One way to look at the budget is to consider what each of the heads and figures allocated means for our country and its development. Here are a few of those queries.
The first observation to make is that the budget proposal allocates 76.3% to recurrent expenditure and just 23.7% to capital expenditure. One interpretation of this is that the budget is meant to just keep the country and its institutions running with nothing spectacular to show for. A budget focused on massive development of infrastructure would assign more to capital rather than to recurrent which covers personnel and overhead costs.
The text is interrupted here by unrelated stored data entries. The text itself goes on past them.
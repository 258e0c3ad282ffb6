//! Annya CLI - Cart and checkout from the terminal.
//!
//! # Usage
//!
//! ```bash
//! # Add two of a product to the cart
//! annya cart add ring-1 --name "Solitaire Ring" --price 1000 --qty 2
//!
//! # Apply a coupon
//! annya coupon apply FESTIVE10
//!
//! # Reserve stock and place a cash-on-delivery order
//! annya checkout --email priya@example.in --phone 9876543210 \
//!     --first-name Priya --last-name Sharma --address "12 Banjara Hills" \
//!     --city Hyderabad --postal-code 500034
//! ```
//!
//! # Commands
//!
//! - `cart` - Add, remove, update, show or clear cart lines
//! - `coupon` - Apply or remove a coupon
//! - `reserve` - Reserve stock for every cart line
//! - `checkout` - Reserve, then submit the order
//!
//! Configuration comes from `ANNYA_*` environment variables (see
//! `annya_storefront::config`).

#![cfg_attr(not(test), forbid(unsafe_code))]

use annya_storefront::config::StorefrontConfig;
use annya_storefront::{AppState, CheckoutError};
use clap::{Parser, Subcommand};
use rust_decimal::Decimal;
use sentry::integrations::tracing as sentry_tracing;
use tracing_subscriber::{layer::SubscriberExt, util::SubscriberInitExt};

mod commands;

#[derive(Parser)]
#[command(name = "annya")]
#[command(author, version, about = "Annya storefront cart and checkout")]
struct Cli {
    #[command(subcommand)]
    command: Commands,
}

#[derive(Subcommand)]
enum Commands {
    /// Manage cart lines
    Cart {
        #[command(subcommand)]
        action: CartAction,
    },
    /// Manage the applied coupon
    Coupon {
        #[command(subcommand)]
        action: CouponAction,
    },
    /// Reserve stock for every cart line
    Reserve,
    /// Reserve stock and place the order
    Checkout(commands::checkout::CheckoutArgs),
}

#[derive(Subcommand)]
enum CartAction {
    /// Add a product (merges with an existing line)
    Add {
        /// Product ID
        id: String,

        /// Product name
        #[arg(short, long)]
        name: String,

        /// Unit price in rupees
        #[arg(short, long)]
        price: Decimal,

        /// Quantity to add
        #[arg(short, long, default_value_t = 1)]
        qty: u32,

        /// Product category
        #[arg(long)]
        category: Option<String>,

        /// Product image URL
        #[arg(long)]
        image: Option<String>,
    },
    /// Remove a line
    Remove {
        /// Product ID
        id: String,
    },
    /// Set a line's quantity (below 1 removes it)
    Set {
        /// Product ID
        id: String,

        /// New quantity
        #[arg(allow_negative_numbers = true)]
        qty: i64,
    },
    /// Show the cart
    Show,
    /// Empty the cart and drop the coupon
    Clear,
}

#[derive(Subcommand)]
enum CouponAction {
    /// Verify a code and apply it
    Apply {
        /// Coupon code
        code: String,
    },
    /// Remove the applied coupon
    Remove,
}

/// Initialize Sentry error tracking and return guard that must be kept alive.
fn init_sentry(config: &StorefrontConfig) -> Option<sentry::ClientInitGuard> {
    let dsn = config.sentry_dsn.as_ref()?;

    let guard = sentry::init((
        dsn.as_str(),
        sentry::ClientOptions {
            release: sentry::release_name!(),
            environment: config
                .sentry_environment
                .clone()
                .map(std::borrow::Cow::Owned),
            attach_stacktrace: true,
            ..Default::default()
        },
    ));

    Some(guard)
}

/// Filter tracing events to Sentry event types.
fn sentry_event_filter(metadata: &tracing::Metadata<'_>) -> sentry_tracing::EventFilter {
    match *metadata.level() {
        tracing::Level::ERROR | tracing::Level::WARN => sentry_tracing::EventFilter::Event,
        tracing::Level::INFO | tracing::Level::DEBUG => sentry_tracing::EventFilter::Breadcrumb,
        _ => sentry_tracing::EventFilter::Ignore,
    }
}

#[tokio::main]
async fn main() {
    let cli = Cli::parse();

    // Load configuration first (needed for Sentry init)
    let config = StorefrontConfig::from_env();

    // Initialize Sentry (must be done before tracing subscriber)
    let _sentry_guard = config.as_ref().ok().and_then(init_sentry);

    // Defaults to info level for our crates if RUST_LOG is not set
    let env_filter = tracing_subscriber::EnvFilter::try_from_default_env()
        .unwrap_or_else(|_| "annya_storefront=info,annya=info".into());

    tracing_subscriber::registry()
        .with(env_filter)
        .with(tracing_subscriber::fmt::layer())
        .with(sentry_tracing::layer().event_filter(sentry_event_filter))
        .init();

    let config = match config {
        Ok(config) => config,
        Err(e) => {
            tracing::error!("Invalid configuration: {e}");
            std::process::exit(1);
        }
    };

    if let Err(e) = run(cli, config).await {
        match e.downcast_ref::<CheckoutError>() {
            Some(err) => tracing::error!(error = %err, "{}", err.user_message()),
            None => tracing::error!("Command failed: {e}"),
        }
        std::process::exit(1);
    }
}

async fn run(cli: Cli, config: StorefrontConfig) -> Result<(), Box<dyn std::error::Error>> {
    let state = AppState::new(config)?;

    match cli.command {
        Commands::Cart { action } => match action {
            CartAction::Add {
                id,
                name,
                price,
                qty,
                category,
                image,
            } => commands::cart::add(&state, id, name, price, qty, category, image)?,
            CartAction::Remove { id } => commands::cart::remove(&state, &id)?,
            CartAction::Set { id, qty } => commands::cart::set_quantity(&state, &id, qty)?,
            CartAction::Show => commands::cart::show(&state)?,
            CartAction::Clear => commands::cart::clear(&state)?,
        },
        Commands::Coupon { action } => match action {
            CouponAction::Apply { code } => commands::coupon::apply(&state, &code).await?,
            CouponAction::Remove => commands::coupon::remove(&state)?,
        },
        Commands::Reserve => commands::checkout::reserve(&state).await?,
        Commands::Checkout(args) => commands::checkout::run(&state, args).await?,
    }
    Ok(())
}
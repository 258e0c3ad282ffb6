//! Cart line commands.

use annya_core::ProductId;
use annya_storefront::AppState;
use annya_storefront::cart::CartProduct;
use rust_decimal::Decimal;
use tracing::info;

use super::log_cart;

/// Add a product to the cart.
///
/// # Errors
///
/// Returns an error if the state file cannot be opened.
pub fn add(
    state: &AppState,
    id: String,
    name: String,
    price: Decimal,
    quantity: u32,
    category: Option<String>,
    image: Option<String>,
) -> Result<(), Box<dyn std::error::Error>> {
    if price < Decimal::ZERO {
        return Err("Price cannot be negative".into());
    }

    let mut store = state.open_storefront()?;
    store.cart_mut().add_to_cart(
        CartProduct {
            id: ProductId::new(id),
            name,
            price,
            category,
            image,
        },
        quantity,
    );

    info!("Added to cart");
    log_cart(store.cart());
    Ok(())
}

/// Remove a line from the cart.
///
/// # Errors
///
/// Returns an error if the state file cannot be opened.
pub fn remove(state: &AppState, id: &str) -> Result<(), Box<dyn std::error::Error>> {
    let mut store = state.open_storefront()?;
    let id = ProductId::new(id);
    if !store.cart().is_in_cart(&id) {
        return Err(format!("{id} is not in the cart").into());
    }

    store.cart_mut().remove_from_cart(&id);
    log_cart(store.cart());
    Ok(())
}

/// Set a line's quantity; anything below 1 removes the line.
///
/// # Errors
///
/// Returns an error if the state file cannot be opened.
pub fn set_quantity(
    state: &AppState,
    id: &str,
    quantity: i64,
) -> Result<(), Box<dyn std::error::Error>> {
    let mut store = state.open_storefront()?;
    store
        .cart_mut()
        .update_quantity(&ProductId::new(id), quantity);
    log_cart(store.cart());
    Ok(())
}

/// Show the cart.
///
/// # Errors
///
/// Returns an error if the state file cannot be opened.
pub fn show(state: &AppState) -> Result<(), Box<dyn std::error::Error>> {
    let store = state.open_storefront()?;
    log_cart(store.cart());
    if store.cart().coupon().is_some() {
        info!(
            "Total after coupon: {}",
            super::inr(store.discounted_total())
        );
    }
    Ok(())
}

/// Empty the cart and drop the coupon.
///
/// # Errors
///
/// Returns an error if the state file cannot be opened.
pub fn clear(state: &AppState) -> Result<(), Box<dyn std::error::Error>> {
    let mut store = state.open_storefront()?;
    store.cart_mut().clear_cart();
    info!("Cart cleared");
    Ok(())
}
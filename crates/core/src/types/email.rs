//! Email address type.

use core::fmt;

use serde::{Deserialize, Serialize};

/// Errors that can occur when parsing an [`Email`].
#[derive(thiserror::Error, Debug, Clone, PartialEq, Eq)]
pub enum EmailError {
    /// The input is empty after trimming.
    #[error("email cannot be empty")]
    Empty,
    /// The input is too long.
    #[error("email must be at most {max} characters")]
    TooLong {
        /// Maximum allowed length.
        max: usize,
    },
    /// The input does not contain an @ symbol.
    #[error("email must contain an @ symbol")]
    MissingAtSymbol,
    /// The part before the @ is empty.
    #[error("email local part cannot be empty")]
    EmptyLocalPart,
    /// The part after the @ is empty.
    #[error("email domain cannot be empty")]
    EmptyDomain,
    /// The address contains whitespace.
    #[error("email cannot contain whitespace")]
    ContainsWhitespace,
}

/// Cheap check used while the shopper is still typing.
///
/// Anything containing an `@` is worth snapshotting for abandoned-cart
/// reminders; full validation happens at submission through [`Email::parse`].
#[must_use]
pub fn looks_like_email(input: &str) -> bool {
    input.contains('@')
}

/// A validated contact email address.
///
/// Surrounding whitespace is trimmed before validation, so values copied out of
/// a form field parse cleanly.
///
/// ## Examples
///
/// ```
/// use annya_core::Email;
///
/// assert!(Email::parse("priya@example.in").is_ok());
/// assert!(Email::parse("  priya@example.in ").is_ok());
///
/// assert!(Email::parse("").is_err());
/// assert!(Email::parse("priya").is_err());
/// assert!(Email::parse("priya@").is_err());
/// ```
#[derive(Debug, Clone, Serialize, Deserialize, PartialEq, Eq, Hash)]
#[serde(transparent)]
pub struct Email(String);

impl Email {
    /// Maximum length of an email address (RFC 5321).
    pub const MAX_LENGTH: usize = 254;

    /// Parse an `Email` from user input.
    ///
    /// # Errors
    ///
    /// Returns an error if the trimmed input is empty, too long, contains
    /// whitespace, or lacks a local part or domain around the `@`.
    pub fn parse(input: &str) -> Result<Self, EmailError> {
        let s = input.trim();
        if s.is_empty() {
            return Err(EmailError::Empty);
        }
        if s.len() > Self::MAX_LENGTH {
            return Err(EmailError::TooLong {
                max: Self::MAX_LENGTH,
            });
        }
        if s.chars().any(char::is_whitespace) {
            return Err(EmailError::ContainsWhitespace);
        }

        let (local, domain) = s.split_once('@').ok_or(EmailError::MissingAtSymbol)?;
        if local.is_empty() {
            return Err(EmailError::EmptyLocalPart);
        }
        if domain.is_empty() {
            return Err(EmailError::EmptyDomain);
        }

        Ok(Self(s.to_owned()))
    }

    /// Returns the email address as a string slice.
    #[must_use]
    pub fn as_str(&self) -> &str {
        &self.0
    }

    /// Consumes the `Email` and returns its inner string.
    #[must_use]
    pub fn into_inner(self) -> String {
        self.0
    }
}

impl fmt::Display for Email {
    fn fmt(&self, f: &mut fmt::Formatter<'_>) -> fmt::Result {
        f.write_str(&self.0)
    }
}

impl std::str::FromStr for Email {
    type Err = EmailError;

    fn from_str(s: &str) -> Result<Self, Self::Err> {
        Self::parse(s)
    }
}

impl AsRef<str> for Email {
    fn as_ref(&self) -> &str {
        &self.0
    }
}
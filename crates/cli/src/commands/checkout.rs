//! Reservation and checkout commands.

use annya_storefront::checkout::FormField;
use annya_storefront::reservation::ReservationOutcome;
use annya_storefront::{AppState, CheckoutError};
use clap::Args;
use secrecy::SecretString;
use tracing::{info, warn};

use super::{inr, log_cart};

/// Shipping details and options for `annya checkout`.
///
/// Fields left out keep their pre-filled or default values.
#[derive(Debug, Args)]
pub struct CheckoutArgs {
    #[arg(long)]
    email: Option<String>,
    #[arg(long)]
    phone: Option<String>,
    #[arg(long)]
    first_name: Option<String>,
    #[arg(long)]
    last_name: Option<String>,
    #[arg(long)]
    address: Option<String>,
    #[arg(long)]
    city: Option<String>,
    /// PIN code
    #[arg(long)]
    postal_code: Option<String>,
    #[arg(long)]
    state: Option<String>,
    #[arg(long)]
    country: Option<String>,

    /// Coupon to apply before submitting
    #[arg(long)]
    coupon: Option<String>,

    /// Bearer credential for placing the order
    #[arg(long, env = "ANNYA_API_TOKEN", hide_env_values = true)]
    token: Option<String>,

    /// Skip the reservation pass
    #[arg(long)]
    no_reserve: bool,
}

impl CheckoutArgs {
    fn fields(&self) -> impl Iterator<Item = (FormField, &str)> {
        [
            (FormField::Email, &self.email),
            (FormField::Phone, &self.phone),
            (FormField::FirstName, &self.first_name),
            (FormField::LastName, &self.last_name),
            (FormField::Address, &self.address),
            (FormField::City, &self.city),
            (FormField::PostalCode, &self.postal_code),
            (FormField::State, &self.state),
            (FormField::Country, &self.country),
        ]
        .into_iter()
        .filter_map(|(field, value)| value.as_deref().map(|v| (field, v)))
    }
}

/// Reserve stock for every cart line.
///
/// # Errors
///
/// Returns an error for an empty cart or when a line cannot be reserved.
pub async fn reserve(state: &AppState) -> Result<(), Box<dyn std::error::Error>> {
    let store = state.open_storefront()?;
    let outcome = store.reserve().await?;

    if let ReservationOutcome::Reserved(window) = &outcome {
        info!(
            "Reserved {} item(s) for {}",
            store.cart().items().len(),
            window.format_remaining(store.clock().now())
        );
    }
    outcome.into_result()?;
    Ok(())
}

/// Reserve the cart, fill in the shipping form and submit the order.
///
/// # Errors
///
/// Returns a [`CheckoutError`] when the order cannot be placed.
pub async fn run(state: &AppState, args: CheckoutArgs) -> Result<(), Box<dyn std::error::Error>> {
    let token = args
        .token
        .clone()
        .map(SecretString::from)
        .or_else(|| state.config().api.token.clone());

    let mut store = state.open_storefront()?;
    log_cart(store.cart());

    let mut session = if args.no_reserve {
        store.checkout(None)?
    } else {
        store.proceed_to_checkout().await?
    };

    for (field, value) in args.fields() {
        session.set_field(field, value);
    }

    if let Some(code) = &args.coupon {
        match session.apply_coupon(code).await {
            Ok(coupon) => info!("Coupon {} applied", coupon.code),
            Err(e @ CheckoutError::Coupon(_)) => warn!("{}", e.user_message()),
            Err(e) => return Err(e.into()),
        }
    }

    let summary = session.summary();
    info!("Subtotal: {}", inr(summary.subtotal));
    if !summary.discount.is_zero() {
        info!("Discount: -{}", inr(summary.discount));
    }
    if summary.shipping.is_zero() {
        info!("Shipping: Free");
    } else {
        info!("Shipping: {}", inr(summary.shipping));
    }
    info!("Total: {}", inr(summary.total));
    if let Some(left) = session.time_left() {
        info!("Items reserved for {left}");
    }

    let receipt = session.submit_order(token.as_ref()).await?;
    info!(
        order_id = %receipt.order_id,
        "Order {} placed, pay on delivery",
        receipt.order_number
    );
    Ok(())
}
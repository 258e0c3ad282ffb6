//! Price display using decimal arithmetic.
//!
//! Amounts are plain [`Decimal`] values everywhere in the storefront; [`Price`]
//! only pairs an amount with its currency for display.

use core::fmt;

use rust_decimal::Decimal;
use serde::{Deserialize, Serialize};

/// An amount with currency information.
#[derive(Debug, Clone, Copy, PartialEq, Eq, Serialize, Deserialize)]
pub struct Price {
    /// Amount in the currency's standard unit (rupees, not paise).
    pub amount: Decimal,
    /// ISO 4217 currency code.
    pub currency_code: CurrencyCode,
}

impl Price {
    /// Create a new price.
    #[must_use]
    pub const fn new(amount: Decimal, currency_code: CurrencyCode) -> Self {
        Self {
            amount,
            currency_code,
        }
    }

    /// Create a price in Indian rupees.
    #[must_use]
    pub const fn inr(amount: Decimal) -> Self {
        Self::new(amount, CurrencyCode::INR)
    }

    /// Format for display, e.g. `₹2,100`, `₹12,50,000` or `₹1,999.50`.
    ///
    /// Rupee amounts use Indian lakh/crore grouping, other currencies group
    /// by thousands. Whole amounts drop the fractional part.
    #[must_use]
    pub fn display(&self) -> String {
        let rounded = self.amount.round_dp(2);
        let negative = rounded.is_sign_negative() && !rounded.is_zero();
        let abs = rounded.abs();

        let whole = abs.trunc();
        let fraction = abs - whole;
        let grouped = group_digits(&whole.to_string(), self.currency_code);

        let mut out = String::new();
        if negative {
            out.push('-');
        }
        out.push_str(self.currency_code.symbol());
        out.push_str(&grouped);
        if !fraction.is_zero() {
            // Two digits after the point, e.g. 0.5 -> "50"
            let cents = (fraction * Decimal::ONE_HUNDRED).trunc().to_string();
            out.push_str(&format!(".{cents:0>2}"));
        }
        out
    }
}

impl fmt::Display for Price {
    fn fmt(&self, f: &mut fmt::Formatter<'_>) -> fmt::Result {
        f.write_str(&self.display())
    }
}

/// Insert separators: the last three digits form one group, the rest are
/// grouped in pairs for INR and in threes otherwise.
fn group_digits(digits: &str, currency: CurrencyCode) -> String {
    let step = match currency {
        CurrencyCode::INR => 2,
        CurrencyCode::USD => 3,
    };
    let len = digits.len();
    let mut out = String::with_capacity(len + len / 2);
    for (i, c) in digits.chars().enumerate() {
        let from_end = len - i;
        if i > 0 && from_end >= 3 && (from_end - 3) % step == 0 {
            out.push(',');
        }
        out.push(c);
    }
    out
}

/// ISO 4217 currency codes.
#[derive(Debug, Clone, Copy, PartialEq, Eq, Hash, Serialize, Deserialize, Default)]
pub enum CurrencyCode {
    #[default]
    INR,
    USD,
}

impl CurrencyCode {
    /// Display symbol for the currency.
    #[must_use]
    pub const fn symbol(self) -> &'static str {
        match self {
            Self::INR => "₹",
            Self::USD => "$",
        }
    }
}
There are however a few noticeable exceptions which are to be commended. These include agriculture and rural development that allocates N35.1b to capital and N31.4b to recurrent respectively; water resources, N30.6b and N7.7b; power N59b and N3.3b; transport, N29.3b and N8.1b; works, N100.1b and N28.5b; lands and housing, N12.8b and N5.6 and aviation N26.1b and N6.1b.
The rest of the 42 ministries, departments and agencies (MDAs) will spend more on their recurrent than on capital and in some instances the difference is so huge. Here are a few cases: the Ministry of Interior which is expected to spend N144.7b in recurrent and just N6.29b on capital; Police formation and commands, N285.5b and N6.79b; Education including UBEC, N443.9b and N49.5b and Health, N216.4b and N46.3b.
Zeroing in on the Interior Ministry’s budget shows that the Prisons Service would spend N45.2b on recurrent and a mere N2.3b on capital. With such lopsided allocation, it is doubtful if our prisons infrastructure would be revamped from their current state of dilapidation and dehumanisation this year. Equally difficult to carry out would be construction of new prisons to decongest the present number, even as the country has just signed a deal with the UK that might see the repatriation of more than 600 Nigerians serving jail terms in the UK to come home to complete their sentences.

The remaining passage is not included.